Figure 6. (a) Principal component (PC) loadings for each predictor*; b) Negative correlation between postural sway during vection, and cybersickness (ΔCS) (Adapted from Weech et al., Citation2018b). * Percentage values on left indicate the amount of variance in cybersickness scores accounted for by each PC; Percentage values on the bottom indicate the amount of unique variance in cybersickness scores accounted for by each predictor. Darker colors depict higher loadings, representing a greater expression of that factor on the PC. MSSQ = Motion Sickness Susceptibility Questionnaire score; EOF = Eyes Open Foam condition sway path length (SPL); ECF = Eyes Closed Foam condition SPL; V = Vection condition SPL; EOS = Eyes Open Standard condition SPL; ECS = Eyes Closed Standard condition SPL; VStr = Vection Strength ratings; Thresh = Vestibular Thresholds.

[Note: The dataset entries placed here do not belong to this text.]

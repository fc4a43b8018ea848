//! Preview server lifecycle manager.
//!
//! A [`ServerManager`] owns at most one background server session. Two locks
//! are involved:
//!
//! - the lifecycle lock (async) serializes `start` and `stop` as a whole,
//!   including their bounded waits;
//! - the state lock (sync) guards the phase and session and is only held for
//!   short, non-awaiting sections.
//!
//! A session whose background task dies on its own is noticed lazily, the
//! next time anyone asks for the status.

use crate::cli::Profile;
use crate::dev::builder::SiteBuilder;
use crate::dev::server;
use crate::dev::state::{LogSink, Phase, ServerStatus, StopOutcome};
use crate::error::{CliError, Result, ServerError};
use parking_lot::Mutex;
use std::io;
use std::net::{IpAddr, SocketAddr};
use std::path::{Path, PathBuf};
use std::sync::Arc;
use std::time::Duration;
use tokio::net::TcpListener;
use tokio::sync::oneshot;
use tokio::task::JoinHandle;

/// How long `start` waits for the server to confirm it is listening.
pub const START_TIMEOUT: Duration = Duration::from_millis(500);

/// How long `stop` waits for a graceful shutdown before aborting.
pub const STOP_TIMEOUT: Duration = Duration::from_secs(2);

struct Session {
    addr: SocketAddr,
    root: PathBuf,
    shutdown: Option<oneshot::Sender<()>>,
    task: JoinHandle<io::Result<()>>,
}

#[derive(Default)]
struct Inner {
    phase: Phase,
    session: Option<Session>,
    unexpected: Option<ServerError>,
}

/// Starts, stops, and supervises the preview server.
pub struct ServerManager {
    host: IpAddr,
    builder: Arc<SiteBuilder>,
    state: Mutex<Inner>,
    lifecycle: tokio::sync::Mutex<()>,
    sink: LogSink,
    start_timeout: Duration,
    stop_timeout: Duration,
}

impl ServerManager {
    /// `builder` is used when asked to serve a directory that does not exist yet.
    pub fn new(host: IpAddr, builder: Arc<SiteBuilder>) -> Self {
        Self {
            host,
            builder,
            state: Mutex::new(Inner::default()),
            lifecycle: tokio::sync::Mutex::new(()),
            sink: LogSink::discard(),
            start_timeout: START_TIMEOUT,
            stop_timeout: STOP_TIMEOUT,
        }
    }

    pub fn with_sink(mut self, sink: LogSink) -> Self {
        self.sink = sink;
        self
    }

    pub fn with_timeouts(mut self, start: Duration, stop: Duration) -> Self {
        self.start_timeout = start;
        self.stop_timeout = stop;
        self
    }

    pub fn sink(&self) -> &LogSink {
        &self.sink
    }

    pub fn builder(&self) -> &Arc<SiteBuilder> {
        &self.builder
    }

    /// Serve `root` on `port`. A missing output directory is built first; any
    /// other missing `root` is [`CliError::FileNotFound`].
    ///
    /// Returns the bound address once the server is listening. Port 0 binds an
    /// ephemeral port.
    pub async fn start(&self, port: u16, root: &Path, profile: Profile) -> Result<SocketAddr> {
        let _lifecycle = self.lifecycle.lock().await;

        let reaped = {
            let mut inner = self.state.lock();
            let reaped = reap(&mut inner);
            if let Some(session) = inner.session.as_ref() {
                return Err(ServerError::AlreadyRunning {
                    port: session.addr.port(),
                }
                .into());
            }
            inner.phase = Phase::Starting;
            reaped
        };
        if let Some(message) = reaped {
            self.sink.emit(&message);
        }

        if !root.exists() {
            // The builder can only produce its own output directory
            if root != self.builder.paths().output_dir {
                self.set_phase(Phase::Stopped);
                return Err(CliError::FileNotFound(root.to_path_buf()));
            }
            self.sink.emit(&format!(
                "{} does not exist yet; building first",
                root.display()
            ));
            if let Err(e) = self.builder.build(profile).await {
                self.set_phase(Phase::Stopped);
                return Err(e);
            }
        }

        let addr = SocketAddr::new(self.host, port);
        let (ready_tx, ready_rx) = oneshot::channel::<io::Result<SocketAddr>>();
        let (shutdown_tx, shutdown_rx) = oneshot::channel();
        let serve_root = root.to_path_buf();

        let mut task = tokio::spawn(async move {
            let listener = match TcpListener::bind(addr).await {
                Ok(listener) => listener,
                Err(e) => {
                    let _ = ready_tx.send(Err(e));
                    return Ok(());
                }
            };
            let local = listener.local_addr();
            let bound = local.is_ok();
            let _ = ready_tx.send(local);
            if !bound {
                return Ok(());
            }
            server::serve(listener, &serve_root, shutdown_rx).await
        });

        let bound = match tokio::time::timeout(self.start_timeout, ready_rx).await {
            Ok(Ok(Ok(bound))) if !task.is_finished() => bound,
            Ok(Ok(Ok(bound))) => {
                return Err(self.startup_failed(ServerError::UnexpectedTermination {
                    port: bound.port(),
                    reason: "exited right after binding".to_string(),
                }));
            }
            Ok(Ok(Err(e))) => {
                let _ = (&mut task).await;
                return Err(self.startup_failed(ServerError::from_bind(addr, e)));
            }
            Ok(Err(_)) => {
                let _ = (&mut task).await;
                return Err(self.startup_failed(ServerError::UnexpectedTermination {
                    port,
                    reason: "exited during startup".to_string(),
                }));
            }
            Err(_) => {
                task.abort();
                let _ = (&mut task).await;
                return Err(self.startup_failed(ServerError::StartTimeout {
                    port,
                    timeout_ms: self.start_timeout.as_millis() as u64,
                }));
            }
        };

        {
            let mut inner = self.state.lock();
            inner.session = Some(Session {
                addr: bound,
                root: root.to_path_buf(),
                shutdown: Some(shutdown_tx),
                task,
            });
            inner.phase = Phase::Running;
            inner.unexpected = None;
        }

        tracing::info!(%bound, root = %root.display(), "server started");
        self.sink.emit(&format!(
            "Serving {} at http://{}/",
            root.display(),
            bound
        ));
        Ok(bound)
    }

    /// Stop the server. Safe to call when nothing is running.
    ///
    /// Waits up to the stop timeout for a graceful shutdown, then aborts the
    /// server task. Either way the socket is closed on return.
    pub async fn stop(&self) -> StopOutcome {
        let _lifecycle = self.lifecycle.lock().await;

        let session = {
            let mut inner = self.state.lock();
            let session = inner.session.take();
            inner.phase = if session.is_some() {
                Phase::Stopping
            } else {
                Phase::Stopped
            };
            session
        };

        let Some(session) = session else {
            return StopOutcome::NotRunning;
        };

        let port = session.addr.port();
        let outcome = self.shutdown_session(session).await;
        self.set_phase(Phase::Stopped);

        match outcome {
            StopOutcome::Forced => {
                tracing::warn!(port, "server did not stop in time; aborted");
                self.sink
                    .emit(&format!("Server on port {} aborted after timeout", port));
            }
            _ => {
                tracing::info!(port, "server stopped");
                self.sink.emit(&format!("Server on port {} stopped", port));
            }
        }
        outcome
    }

    /// Stop with the log sink muted, restoring it afterwards.
    pub async fn shutdown(&self) -> StopOutcome {
        let _mute = self.sink.mute();
        self.stop().await
    }

    /// Whether a session is running. Notices a silently dead server.
    pub fn is_running(&self) -> bool {
        self.status().is_running()
    }

    pub fn status(&self) -> ServerStatus {
        let (status, reaped) = {
            let mut inner = self.state.lock();
            let reaped = reap(&mut inner);
            let status = ServerStatus {
                phase: inner.phase,
                addr: inner.session.as_ref().map(|s| s.addr),
                root: inner.session.as_ref().map(|s| s.root.clone()),
            };
            (status, reaped)
        };
        if let Some(message) = reaped {
            self.sink.emit(&message);
        }
        status
    }

    /// The unexpected stop noticed since the last call, if any.
    pub fn take_unexpected_stop(&self) -> Option<ServerError> {
        let _ = self.status();
        self.state.lock().unexpected.take()
    }

    async fn shutdown_session(&self, mut session: Session) -> StopOutcome {
        if let Some(tx) = session.shutdown.take() {
            // Fails if the task already ended on its own
            let _ = tx.send(());
        }

        match tokio::time::timeout(self.stop_timeout, &mut session.task).await {
            Ok(Ok(Ok(()))) => StopOutcome::Clean,
            Ok(Ok(Err(e))) => {
                tracing::warn!(error = %e, "server exited with an error");
                StopOutcome::Clean
            }
            Ok(Err(e)) => {
                tracing::warn!(error = %e, "server task did not finish normally");
                StopOutcome::Clean
            }
            Err(_) => {
                session.task.abort();
                let _ = (&mut session.task).await;
                StopOutcome::Forced
            }
        }
    }

    fn startup_failed(&self, error: ServerError) -> CliError {
        self.set_phase(Phase::Stopped);
        tracing::error!(%error, "server failed to start");
        self.sink.emit(&error.to_string());
        error.into()
    }

    fn set_phase(&self, phase: Phase) {
        self.state.lock().phase = phase;
    }

    #[cfg(test)]
    fn kill_task(&self) {
        if let Some(session) = self.state.lock().session.as_ref() {
            session.task.abort();
        }
    }
}

/// Retire a running session whose task has already finished.
fn reap(inner: &mut Inner) -> Option<String> {
    if inner.phase != Phase::Running
        || !inner.session.as_ref().is_some_and(|s| s.task.is_finished())
    {
        return None;
    }

    let session = inner.session.take()?;
    inner.phase = Phase::Stopped;

    let port = session.addr.port();
    let error = ServerError::UnexpectedTermination {
        port,
        reason: "the server task exited".to_string(),
    };
    tracing::warn!(port, "server stopped unexpectedly");
    let message = error.to_string();
    inner.unexpected = Some(error);
    Some(message)
}

impl Drop for ServerManager {
    fn drop(&mut self) {
        let _mute = self.sink.mute();
        if let Some(mut session) = self.state.get_mut().session.take() {
            if let Some(tx) = session.shutdown.take() {
                let _ = tx.send(());
            }
            session.task.abort();
        }
    }
}

#[cfg(test)]
mod tests {
    use super::*;
    use crate::config::PlatenConfig;
    use crate::dev::generator::CommandGenerator;
    use std::net::Ipv4Addr;
    use tempfile::TempDir;

    fn manager(temp: &TempDir) -> ServerManager {
        let paths = PlatenConfig::default().paths(temp.path());
        let builder = SiteBuilder::new(
            paths,
            Arc::new(CommandGenerator::new("platen-test-no-such-generator")),
        );
        ServerManager::new(IpAddr::V4(Ipv4Addr::LOCALHOST), Arc::new(builder))
    }

    #[tokio::test]
    async fn test_missing_root_outside_output_is_not_built() {
        let temp = TempDir::new().unwrap();
        let manager = manager(&temp);
        let elsewhere = temp.path().join("elsewhere");

        let result = manager.start(0, &elsewhere, Profile::Development).await;
        assert!(matches!(result, Err(CliError::FileNotFound(path)) if path == elsewhere));
        assert_eq!(manager.status().phase, Phase::Stopped);
        assert!(!temp.path().join("output").exists());
    }

    #[tokio::test]
    async fn test_dead_server_is_detected_once() {
        let temp = TempDir::new().unwrap();
        std::fs::create_dir_all(temp.path().join("output")).unwrap();
        let manager = manager(&temp);

        manager
            .start(0, &temp.path().join("output"), Profile::Development)
            .await
            .unwrap();
        assert!(manager.is_running());

        manager.kill_task();
        for _ in 0..50 {
            if !manager.is_running() {
                break;
            }
            tokio::time::sleep(Duration::from_millis(10)).await;
        }

        assert!(!manager.is_running());
        assert_eq!(manager.status().phase, Phase::Stopped);
        assert!(matches!(
            manager.take_unexpected_stop(),
            Some(ServerError::UnexpectedTermination { .. })
        ));
        assert!(manager.take_unexpected_stop().is_none());
        assert_eq!(manager.stop().await, StopOutcome::NotRunning);
    }

    #[tokio::test]
    async fn test_missing_root_build_failure_propagates() {
        let temp = TempDir::new().unwrap();
        let manager = manager(&temp);

        let result = manager
            .start(0, &temp.path().join("output"), Profile::Development)
            .await;
        assert!(result.is_err());
        assert_eq!(manager.status().phase, Phase::Stopped);
    }
}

Figure 6. (a) Principal component (PC) loadings for each predictor*; b) Negative correlation between postural sway during vection, and cybersickness (ΔCS) (Adapted from Weech et al., Citation2018b). * Percentage values on left indicate the amount of variance in cybersickness scores accounted for by each PC; Percentage values on the bottom indicate the amount of unique variance in cybersickness scores accounted for by each predictor. Darker colors depict higher loadings, representing a greater expression of that factor on the PC. MSSQ = Motion Sickness Susceptibility Questionnaire score; EOF = Eyes Open Foam condition sway path length (SPL); ECF = Eyes Closed Foam condition SPL; V = Vection condition SPL; EOS = Eyes Open Standard condition SPL; ECS = Eyes Closed Standard condition SPL; VStr = Vection Strength ratings; Thresh = Vestibular Thresholds.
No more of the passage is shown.